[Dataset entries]

····················

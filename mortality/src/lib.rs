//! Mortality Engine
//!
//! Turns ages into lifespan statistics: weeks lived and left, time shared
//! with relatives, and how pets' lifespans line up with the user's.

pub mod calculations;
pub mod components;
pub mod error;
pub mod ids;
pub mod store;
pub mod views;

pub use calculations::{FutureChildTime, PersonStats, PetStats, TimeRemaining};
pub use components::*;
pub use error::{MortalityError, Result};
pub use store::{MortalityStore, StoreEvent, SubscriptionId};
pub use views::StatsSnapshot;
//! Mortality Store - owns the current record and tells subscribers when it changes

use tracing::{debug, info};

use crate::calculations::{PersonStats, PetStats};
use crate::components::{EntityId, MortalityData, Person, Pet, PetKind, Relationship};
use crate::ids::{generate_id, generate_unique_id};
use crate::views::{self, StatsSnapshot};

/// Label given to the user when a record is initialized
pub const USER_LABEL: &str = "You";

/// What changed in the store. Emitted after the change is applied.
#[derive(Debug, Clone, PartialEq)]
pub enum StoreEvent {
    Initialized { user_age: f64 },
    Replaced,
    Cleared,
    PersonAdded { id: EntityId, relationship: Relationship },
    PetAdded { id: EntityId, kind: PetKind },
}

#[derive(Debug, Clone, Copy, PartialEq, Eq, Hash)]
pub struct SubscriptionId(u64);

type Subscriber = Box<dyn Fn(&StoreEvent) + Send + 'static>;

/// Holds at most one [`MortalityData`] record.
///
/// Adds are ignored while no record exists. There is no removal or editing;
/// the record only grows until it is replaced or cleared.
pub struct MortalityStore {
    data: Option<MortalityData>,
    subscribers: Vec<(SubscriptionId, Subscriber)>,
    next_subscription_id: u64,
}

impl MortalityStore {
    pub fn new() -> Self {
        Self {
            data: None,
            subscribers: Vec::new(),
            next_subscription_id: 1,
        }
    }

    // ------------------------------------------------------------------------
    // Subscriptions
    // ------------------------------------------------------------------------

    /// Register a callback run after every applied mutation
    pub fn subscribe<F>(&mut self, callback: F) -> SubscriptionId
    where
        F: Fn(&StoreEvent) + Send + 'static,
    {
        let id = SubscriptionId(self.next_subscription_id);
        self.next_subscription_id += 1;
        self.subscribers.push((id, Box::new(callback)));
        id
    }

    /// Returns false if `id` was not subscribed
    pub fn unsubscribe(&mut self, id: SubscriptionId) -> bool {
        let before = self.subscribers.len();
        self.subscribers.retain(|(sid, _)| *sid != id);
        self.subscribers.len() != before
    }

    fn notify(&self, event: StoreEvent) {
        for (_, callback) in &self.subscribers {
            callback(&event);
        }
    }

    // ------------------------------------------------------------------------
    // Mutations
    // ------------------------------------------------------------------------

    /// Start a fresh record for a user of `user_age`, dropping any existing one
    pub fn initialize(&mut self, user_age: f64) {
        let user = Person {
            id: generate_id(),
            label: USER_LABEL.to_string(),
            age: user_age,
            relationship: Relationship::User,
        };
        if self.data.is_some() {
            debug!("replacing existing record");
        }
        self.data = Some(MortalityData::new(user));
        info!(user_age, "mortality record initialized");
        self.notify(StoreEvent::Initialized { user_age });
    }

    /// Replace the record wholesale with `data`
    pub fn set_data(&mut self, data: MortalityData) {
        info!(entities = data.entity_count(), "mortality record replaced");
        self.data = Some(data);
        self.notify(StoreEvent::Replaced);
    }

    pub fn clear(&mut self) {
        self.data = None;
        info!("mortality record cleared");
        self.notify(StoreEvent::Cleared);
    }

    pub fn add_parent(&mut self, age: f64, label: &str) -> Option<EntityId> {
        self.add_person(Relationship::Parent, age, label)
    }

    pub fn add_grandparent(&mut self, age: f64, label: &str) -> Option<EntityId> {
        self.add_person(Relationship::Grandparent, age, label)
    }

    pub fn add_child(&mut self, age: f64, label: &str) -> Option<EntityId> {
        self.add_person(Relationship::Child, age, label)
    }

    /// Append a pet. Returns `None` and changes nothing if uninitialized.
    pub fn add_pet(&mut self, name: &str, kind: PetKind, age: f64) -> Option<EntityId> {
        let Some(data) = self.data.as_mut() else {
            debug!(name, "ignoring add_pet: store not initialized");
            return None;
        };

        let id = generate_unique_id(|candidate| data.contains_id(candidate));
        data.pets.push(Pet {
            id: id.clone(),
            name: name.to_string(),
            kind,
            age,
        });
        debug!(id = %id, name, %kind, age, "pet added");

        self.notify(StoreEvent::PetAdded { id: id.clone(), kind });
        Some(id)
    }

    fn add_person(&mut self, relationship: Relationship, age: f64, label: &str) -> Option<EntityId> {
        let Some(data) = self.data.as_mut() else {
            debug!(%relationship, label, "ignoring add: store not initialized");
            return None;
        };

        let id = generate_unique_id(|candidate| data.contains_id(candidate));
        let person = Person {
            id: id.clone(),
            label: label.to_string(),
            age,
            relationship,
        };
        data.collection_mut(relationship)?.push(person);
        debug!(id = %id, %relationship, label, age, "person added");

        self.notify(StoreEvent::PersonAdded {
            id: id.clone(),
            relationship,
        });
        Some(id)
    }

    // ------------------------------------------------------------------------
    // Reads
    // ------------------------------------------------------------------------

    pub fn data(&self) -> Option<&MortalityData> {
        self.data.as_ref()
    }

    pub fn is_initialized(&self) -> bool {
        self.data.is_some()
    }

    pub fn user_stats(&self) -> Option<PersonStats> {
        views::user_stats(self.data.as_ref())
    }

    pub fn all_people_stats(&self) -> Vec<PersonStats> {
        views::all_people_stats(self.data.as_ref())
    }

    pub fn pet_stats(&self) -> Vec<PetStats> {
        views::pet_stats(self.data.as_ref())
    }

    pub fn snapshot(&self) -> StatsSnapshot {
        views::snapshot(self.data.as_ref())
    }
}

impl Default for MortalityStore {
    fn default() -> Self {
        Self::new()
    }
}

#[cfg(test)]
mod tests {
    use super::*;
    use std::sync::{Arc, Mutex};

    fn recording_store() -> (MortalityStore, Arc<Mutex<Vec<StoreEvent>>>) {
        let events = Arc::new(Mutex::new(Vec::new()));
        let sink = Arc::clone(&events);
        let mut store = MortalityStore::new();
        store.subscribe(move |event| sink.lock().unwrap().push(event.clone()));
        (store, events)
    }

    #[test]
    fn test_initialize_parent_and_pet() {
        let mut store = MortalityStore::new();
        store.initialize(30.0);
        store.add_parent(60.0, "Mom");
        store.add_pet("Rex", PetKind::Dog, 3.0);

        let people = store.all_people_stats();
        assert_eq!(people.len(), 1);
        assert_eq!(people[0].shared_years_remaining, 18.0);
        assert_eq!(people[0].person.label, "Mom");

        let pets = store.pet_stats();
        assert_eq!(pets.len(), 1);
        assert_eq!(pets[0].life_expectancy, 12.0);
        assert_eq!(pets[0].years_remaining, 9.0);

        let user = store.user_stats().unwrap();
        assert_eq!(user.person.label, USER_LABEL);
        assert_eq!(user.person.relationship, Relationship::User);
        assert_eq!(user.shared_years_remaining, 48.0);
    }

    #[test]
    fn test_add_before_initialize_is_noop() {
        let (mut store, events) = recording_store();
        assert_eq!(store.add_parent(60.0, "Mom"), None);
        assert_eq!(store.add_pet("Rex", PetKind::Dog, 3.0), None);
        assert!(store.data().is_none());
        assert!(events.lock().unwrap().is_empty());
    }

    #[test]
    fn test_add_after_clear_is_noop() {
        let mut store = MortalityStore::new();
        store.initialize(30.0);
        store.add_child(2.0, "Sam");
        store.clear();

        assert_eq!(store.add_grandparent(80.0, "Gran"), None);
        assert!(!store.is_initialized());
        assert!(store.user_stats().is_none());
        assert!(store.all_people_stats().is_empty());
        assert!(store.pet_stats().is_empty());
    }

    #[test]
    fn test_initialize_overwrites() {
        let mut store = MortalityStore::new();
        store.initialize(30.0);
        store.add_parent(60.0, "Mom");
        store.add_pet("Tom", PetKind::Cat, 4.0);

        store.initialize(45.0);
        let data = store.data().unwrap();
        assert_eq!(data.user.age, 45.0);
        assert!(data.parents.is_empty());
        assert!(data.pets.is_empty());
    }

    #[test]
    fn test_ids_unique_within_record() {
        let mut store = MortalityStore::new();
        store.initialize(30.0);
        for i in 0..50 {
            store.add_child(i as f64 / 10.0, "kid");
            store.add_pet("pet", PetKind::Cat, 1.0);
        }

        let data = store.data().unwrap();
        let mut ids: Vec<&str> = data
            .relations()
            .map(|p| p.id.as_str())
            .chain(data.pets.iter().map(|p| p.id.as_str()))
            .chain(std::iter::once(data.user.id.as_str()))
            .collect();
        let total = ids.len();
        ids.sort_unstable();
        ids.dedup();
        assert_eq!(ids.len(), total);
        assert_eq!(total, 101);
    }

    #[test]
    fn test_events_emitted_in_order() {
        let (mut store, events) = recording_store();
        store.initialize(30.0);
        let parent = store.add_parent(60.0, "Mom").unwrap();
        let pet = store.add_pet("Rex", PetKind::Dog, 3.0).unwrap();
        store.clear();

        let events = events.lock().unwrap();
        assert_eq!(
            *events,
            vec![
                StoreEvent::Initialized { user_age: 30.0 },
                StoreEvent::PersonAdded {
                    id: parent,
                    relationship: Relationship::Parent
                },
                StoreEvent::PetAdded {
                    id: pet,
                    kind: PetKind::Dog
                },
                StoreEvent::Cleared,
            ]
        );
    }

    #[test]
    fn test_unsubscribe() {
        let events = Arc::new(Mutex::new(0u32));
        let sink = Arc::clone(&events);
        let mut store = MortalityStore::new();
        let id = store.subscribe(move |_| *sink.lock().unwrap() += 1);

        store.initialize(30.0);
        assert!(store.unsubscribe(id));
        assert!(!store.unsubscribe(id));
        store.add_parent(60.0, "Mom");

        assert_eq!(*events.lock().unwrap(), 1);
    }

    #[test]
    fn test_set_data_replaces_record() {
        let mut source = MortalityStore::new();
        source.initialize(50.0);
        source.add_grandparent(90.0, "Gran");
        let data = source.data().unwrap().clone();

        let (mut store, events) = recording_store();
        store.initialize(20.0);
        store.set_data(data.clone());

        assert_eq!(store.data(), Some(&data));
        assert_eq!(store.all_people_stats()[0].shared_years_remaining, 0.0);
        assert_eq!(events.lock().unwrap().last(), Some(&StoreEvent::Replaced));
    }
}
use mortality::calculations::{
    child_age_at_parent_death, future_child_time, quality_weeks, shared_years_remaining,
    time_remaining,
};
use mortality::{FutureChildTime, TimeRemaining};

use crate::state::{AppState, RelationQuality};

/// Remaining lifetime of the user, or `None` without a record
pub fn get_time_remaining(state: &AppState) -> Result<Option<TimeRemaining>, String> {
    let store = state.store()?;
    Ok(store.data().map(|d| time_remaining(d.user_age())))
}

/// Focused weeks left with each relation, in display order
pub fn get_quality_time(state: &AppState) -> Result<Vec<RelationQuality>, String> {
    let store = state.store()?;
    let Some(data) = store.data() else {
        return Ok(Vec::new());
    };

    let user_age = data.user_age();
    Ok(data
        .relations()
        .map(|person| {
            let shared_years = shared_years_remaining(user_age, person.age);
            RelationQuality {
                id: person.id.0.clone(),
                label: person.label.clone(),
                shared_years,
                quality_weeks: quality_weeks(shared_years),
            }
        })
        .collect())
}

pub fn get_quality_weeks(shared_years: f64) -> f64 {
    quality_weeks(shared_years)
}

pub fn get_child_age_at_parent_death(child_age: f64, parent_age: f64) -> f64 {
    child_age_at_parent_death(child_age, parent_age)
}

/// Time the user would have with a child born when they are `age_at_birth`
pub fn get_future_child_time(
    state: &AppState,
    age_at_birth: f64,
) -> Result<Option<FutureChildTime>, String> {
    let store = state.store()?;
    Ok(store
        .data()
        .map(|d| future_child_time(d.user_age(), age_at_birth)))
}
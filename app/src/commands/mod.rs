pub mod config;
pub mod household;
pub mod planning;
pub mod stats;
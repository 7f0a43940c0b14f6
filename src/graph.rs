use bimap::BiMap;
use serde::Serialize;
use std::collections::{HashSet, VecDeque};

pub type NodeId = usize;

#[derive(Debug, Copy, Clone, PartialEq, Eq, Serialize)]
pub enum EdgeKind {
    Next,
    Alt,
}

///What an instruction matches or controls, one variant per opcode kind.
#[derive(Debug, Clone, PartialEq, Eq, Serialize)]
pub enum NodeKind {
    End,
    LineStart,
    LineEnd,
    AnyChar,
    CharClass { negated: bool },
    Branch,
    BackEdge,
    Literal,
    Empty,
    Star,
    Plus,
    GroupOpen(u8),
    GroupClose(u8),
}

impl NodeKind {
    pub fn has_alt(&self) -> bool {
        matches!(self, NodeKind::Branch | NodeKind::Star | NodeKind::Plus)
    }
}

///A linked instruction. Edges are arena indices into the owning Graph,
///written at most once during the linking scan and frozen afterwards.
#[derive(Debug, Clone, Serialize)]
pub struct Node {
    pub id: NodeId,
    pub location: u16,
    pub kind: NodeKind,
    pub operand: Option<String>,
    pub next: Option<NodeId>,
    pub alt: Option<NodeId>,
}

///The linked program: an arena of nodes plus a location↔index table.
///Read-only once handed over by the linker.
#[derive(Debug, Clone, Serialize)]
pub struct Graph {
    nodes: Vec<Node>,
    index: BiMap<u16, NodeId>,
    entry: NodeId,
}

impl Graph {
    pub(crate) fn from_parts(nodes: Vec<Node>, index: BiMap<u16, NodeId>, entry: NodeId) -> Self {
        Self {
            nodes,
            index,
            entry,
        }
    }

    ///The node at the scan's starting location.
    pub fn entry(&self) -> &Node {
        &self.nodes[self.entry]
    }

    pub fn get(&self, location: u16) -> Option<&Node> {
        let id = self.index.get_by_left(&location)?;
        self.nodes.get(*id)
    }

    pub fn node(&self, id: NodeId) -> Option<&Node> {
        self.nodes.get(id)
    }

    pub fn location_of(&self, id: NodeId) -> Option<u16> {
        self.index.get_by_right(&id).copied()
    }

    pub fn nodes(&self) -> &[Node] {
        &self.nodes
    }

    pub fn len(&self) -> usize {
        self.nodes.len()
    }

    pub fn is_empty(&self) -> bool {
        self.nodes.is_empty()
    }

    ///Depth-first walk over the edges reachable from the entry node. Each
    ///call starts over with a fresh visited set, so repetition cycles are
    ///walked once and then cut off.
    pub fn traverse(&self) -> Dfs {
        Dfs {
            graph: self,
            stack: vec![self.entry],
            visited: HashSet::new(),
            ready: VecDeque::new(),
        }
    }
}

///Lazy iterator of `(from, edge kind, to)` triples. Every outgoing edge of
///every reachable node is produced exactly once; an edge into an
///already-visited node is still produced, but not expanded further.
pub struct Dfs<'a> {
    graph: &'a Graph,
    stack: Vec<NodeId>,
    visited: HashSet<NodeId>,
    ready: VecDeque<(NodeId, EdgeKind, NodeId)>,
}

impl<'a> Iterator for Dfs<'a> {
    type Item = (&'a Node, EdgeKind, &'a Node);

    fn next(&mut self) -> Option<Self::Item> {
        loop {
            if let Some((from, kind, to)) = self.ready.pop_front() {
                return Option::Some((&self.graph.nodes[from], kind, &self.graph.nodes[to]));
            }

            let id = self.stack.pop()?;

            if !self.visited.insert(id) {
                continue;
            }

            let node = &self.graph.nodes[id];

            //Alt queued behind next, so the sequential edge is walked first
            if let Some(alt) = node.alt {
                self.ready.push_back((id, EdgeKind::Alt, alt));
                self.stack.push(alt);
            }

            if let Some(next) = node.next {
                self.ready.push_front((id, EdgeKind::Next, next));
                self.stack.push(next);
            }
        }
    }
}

····················

* INSTRUCTIONS FOR THE TASK: How many of the lines above include the word "FutureChildTime"? State that number and nothing else.

* TASK SOLUTION: 3